See the tutorials geodesic distance, geodesic tortuosity and geodesic paths, geodesic channels for basic introductions to the term used in this post. A short summary:
- The geodesic path, GeoPath(v), relative to a set (a box or inlet in Mist) is the shortest path connecting the source point v to the closest pore voxel in the set.
- The geodesic distance, GeoDist(v), relative to a set, is the length of the geodesic path GeoPath(v) relative to the same set.
- The geodesic path, GeoPath(v), computed in direction dir = x, y, or z, is the shortest path connecting the source point v to both starting faces in direction dir (starting face = edge of the 3D volume).
- The (full volume) geodesic tortuosity, τ(v), in direction dir = x, y, or z, is the length of the geodesic path GeoPath(v) computed in direction dir divided by the length of the 3D volume in direction dir.
The geodesic path GeoPath(v), computed in direction dir = x, y or z, is the union of the two geodesic paths GeoPath(v) relative to the two inlets in that direction (inlet <z low> and <z high> in direction z, for instance). The lengths of the geodesic path in direction dir is therefore equal to the sum of the geodesic distance relative to the two inlets. The (full volume) tortuosity in a voxel v can therefore be computed from the geodesic distance, inlet computed relative the two inlets. For direction z, the tortuosity is
![\[\tau(v) = \frac{GeodDist_{\text{\it{z low}}}(v) + GeodDist_{\text{\it{z high}}}(v)}{L}\]](https://mist.math.chalmers.se/wp-content/ql-cache/quicklatex.com-ac833b7e1ae90a589b7f92d495084480_l3.png "Rendered by QuickLaTeX.com")
where L is the length of the volume in direction z and v is any pore voxel connected to both inlets. See this video showing the two inlets <z low> (plane z) and <z high> (plane Z).
The geodesic distance is in Mist computed using a wavefront planner, and the (full volume) geodesic tortuosity and geodesic paths are computed from the corresponding geodesic distance, see the reference manual and Barman et al, 2021 for details.
The inlet tortuosity, which is more commonly reported than the full volume tortuosity in the literature, is defined only for pore voxels at one inlet. The inlet tortuosity at inlet <z low>, for instance, gives the relative length of geodesic paths computed relative to the set <z high>. These are thus geodesic paths starting at inlet <z low> and ending at the closest pore voxel at inlet <z high>. For a voxel v at <z low>, the inlet tortuosity is defined as
![\[\tau_{\text{inlet}}(v) = \frac{GeodDist_{\text{\it{z high}}}(v)}{L}.\]](https://mist.math.chalmers.se/wp-content/ql-cache/quicklatex.com-4a2309cd66f15553fe2d026d8b0f83ba_l3.png "Rendered by QuickLaTeX.com")

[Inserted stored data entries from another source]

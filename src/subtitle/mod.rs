// SRT subtitle handling
//
// - parser: line state machine turning SRT text into entries
// - writer: serializes entries back to SRT with contiguous numbering
// - timing: offset/scale transform over entry timestamps

pub mod parser;
pub mod timing;
pub mod writer;

use std::fmt;
use std::str::FromStr;
use std::sync::LazyLock;

use regex::Regex;

use crate::error::{Result, SubtitlerError};

pub use parser::{parse_srt, read_srt};
pub use timing::{adjust_timing, TimingAdjustment};
pub use writer::{format_srt, write_srt};

static TIMESTAMP_REGEX: LazyLock<Regex> = LazyLock::new(|| {
    Regex::new(r"^([0-9]{2,}):([0-9]{2}):([0-9]{2}),([0-9]{3})$").expect("timestamp pattern is valid")
});

const MILLIS_PER_SECOND: u64 = 1_000;
const MILLIS_PER_MINUTE: u64 = 60_000;
const MILLIS_PER_HOUR: u64 = 3_600_000;

/// Offset from the start of the media, with millisecond precision.
#[derive(Debug, Clone, Copy, PartialEq, Eq, PartialOrd, Ord, Hash, Default)]
pub struct Timestamp(u64);

impl Timestamp {
    pub const ZERO: Timestamp = Timestamp(0);

    pub fn from_millis(millis: u64) -> Self {
        Self(millis)
    }

    pub fn from_parts(hours: u64, minutes: u64, seconds: u64, millis: u64) -> Self {
        Self(((hours * 3600 + minutes * 60 + seconds) * MILLIS_PER_SECOND) + millis)
    }

    pub fn as_millis(self) -> u64 {
        self.0
    }
}

impl fmt::Display for Timestamp {
    /// Renders as `HH:MM:SS,mmm`
    fn fmt(&self, f: &mut fmt::Formatter<'_>) -> fmt::Result {
        let hours = self.0 / MILLIS_PER_HOUR;
        let minutes = (self.0 % MILLIS_PER_HOUR) / MILLIS_PER_MINUTE;
        let secs = (self.0 % MILLIS_PER_MINUTE) / MILLIS_PER_SECOND;
        let millis = self.0 % MILLIS_PER_SECOND;

        write!(f, "{:02}:{:02}:{:02},{:03}", hours, minutes, secs, millis)
    }
}

impl FromStr for Timestamp {
    type Err = SubtitlerError;

    fn from_str(s: &str) -> Result<Self> {
        let invalid = || SubtitlerError::parse("Invalid timestamp format", s);
        let caps = TIMESTAMP_REGEX.captures(s).ok_or_else(invalid)?;
        let part = |i: usize| caps[i].parse::<u64>().map_err(|_| invalid());

        let (minutes, secs, millis) = (part(2)?, part(3)?, part(4)?);
        // hours are unbounded in width
        part(1)?
            .checked_mul(MILLIS_PER_HOUR)
            .and_then(|ms| ms.checked_add(minutes * MILLIS_PER_MINUTE + secs * MILLIS_PER_SECOND + millis))
            .map(Self)
            .ok_or_else(invalid)
    }
}

/// One caption unit of an SRT file
#[derive(Debug, Clone, PartialEq, Eq)]
pub struct SubtitleEntry {
    pub index: u32,
    pub start_time: Timestamp,
    pub end_time: Timestamp,
    pub text: String,
}

impl SubtitleEntry {
    pub fn new<S: Into<String>>(index: u32, start_time: Timestamp, end_time: Timestamp, text: S) -> Self {
        Self {
            index,
            start_time,
            end_time,
            text: text.into(),
        }
    }

    /// Same caption with new timing; index and text are carried over.
    pub fn with_timing(&self, start_time: Timestamp, end_time: Timestamp) -> Self {
        Self {
            index: self.index,
            start_time,
            end_time,
            text: self.text.clone(),
        }
    }
}

impl fmt::Display for SubtitleEntry {
    fn fmt(&self, f: &mut fmt::Formatter<'_>) -> fmt::Result {
        writeln!(f, "{}", self.index)?;
        writeln!(f, "{} --> {}", self.start_time, self.end_time)?;
        writeln!(f, "{}", self.text)
    }
}

#[cfg(test)]
mod tests {
    use super::*;

    #[test]
    fn test_format_timestamp() {
        assert_eq!(Timestamp::ZERO.to_string(), "00:00:00,000");
        assert_eq!(Timestamp::from_millis(65_123).to_string(), "00:01:05,123");
        assert_eq!(Timestamp::from_millis(3_661_500).to_string(), "01:01:01,500");
    }

    #[test]
    fn test_format_timestamp_past_99_hours() {
        let ts = Timestamp::from_parts(123, 4, 5, 6);
        assert_eq!(ts.to_string(), "123:04:05,006");
    }

    #[test]
    fn test_parse_timestamp() {
        let ts: Timestamp = "01:02:03,004".parse().unwrap();
        assert_eq!(ts.as_millis(), 3_723_004);
        assert_eq!(ts, Timestamp::from_parts(1, 2, 3, 4));
    }

    #[test]
    fn test_parse_timestamp_rejects_loose_formats() {
        for input in ["1:02:03,004", "01:02:03.004", "01:02:03,04", "01:02:03", ""] {
            let err = input.parse::<Timestamp>().unwrap_err();
            assert!(matches!(err, SubtitlerError::Parse { .. }), "accepted {input:?}");
        }
    }

    #[test]
    fn test_parse_timestamp_past_99_hours() {
        let ts: Timestamp = "120:00:00,000".parse().unwrap();
        assert_eq!(ts, Timestamp::from_parts(120, 0, 0, 0));
        assert_eq!(ts.to_string().parse::<Timestamp>().unwrap(), ts);
    }

    #[test]
    fn test_parse_timestamp_rejects_non_ascii_digits() {
        for input in ["\u{661}\u{660}:00:01,000", "00:00:01,\u{ff10}\u{ff10}\u{ff10}"] {
            let err = input.parse::<Timestamp>().unwrap_err();
            assert!(matches!(err, SubtitlerError::Parse { .. }), "accepted {input:?}");
        }
    }

    #[test]
    fn test_parse_timestamp_overflowing_hours() {
        let err = "99999999999999999999:00:00,000".parse::<Timestamp>().unwrap_err();
        assert!(matches!(err, SubtitlerError::Parse { .. }));
    }

    #[test]
    fn test_entry_display() {
        let entry = SubtitleEntry::new(
            3,
            Timestamp::from_millis(1_000),
            Timestamp::from_millis(2_500),
            "Hello\nworld",
        );
        assert_eq!(entry.to_string(), "3\n00:00:01,000 --> 00:00:02,500\nHello\nworld\n");
    }
}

Note that this gives the same definition as the full volume tortuosity for voxels v at <z low>, since the geodesic distance
![\[GeodDist_{\text{\it{z low}}}(v),\]](https://mist.math.chalmers.se/wp-content/ql-cache/quicklatex.com-bbbc843a95d46ec60a68d1be122557cd_l3.png "Rendered by QuickLaTeX.com")
is zero here (the distance from a voxel v in <z low> to the closest voxel in <z low> is zero).
The geodesic distance relative to the set <z high> is computed by starting at pore voxels in <z high>, and iteratively taking steps further and further away from those pores (in wavefronts). To compute the inlet tortuosity thus requires the geodesic distance to be computed for (most) connected pore voxels. This means that the full volume tortuosity is computed at around twice the computational cost compared to the inlet tortuosity. An advantage with the full volume tortuosity over the inlet tortuosity is that it characterizes dead-ends and inefficient pores within the pore volume, and can consequently give better predictions of material properties than the inlet tortuosity (see the geodesic tortuosity-tutorial) at only a small increase in computational cost.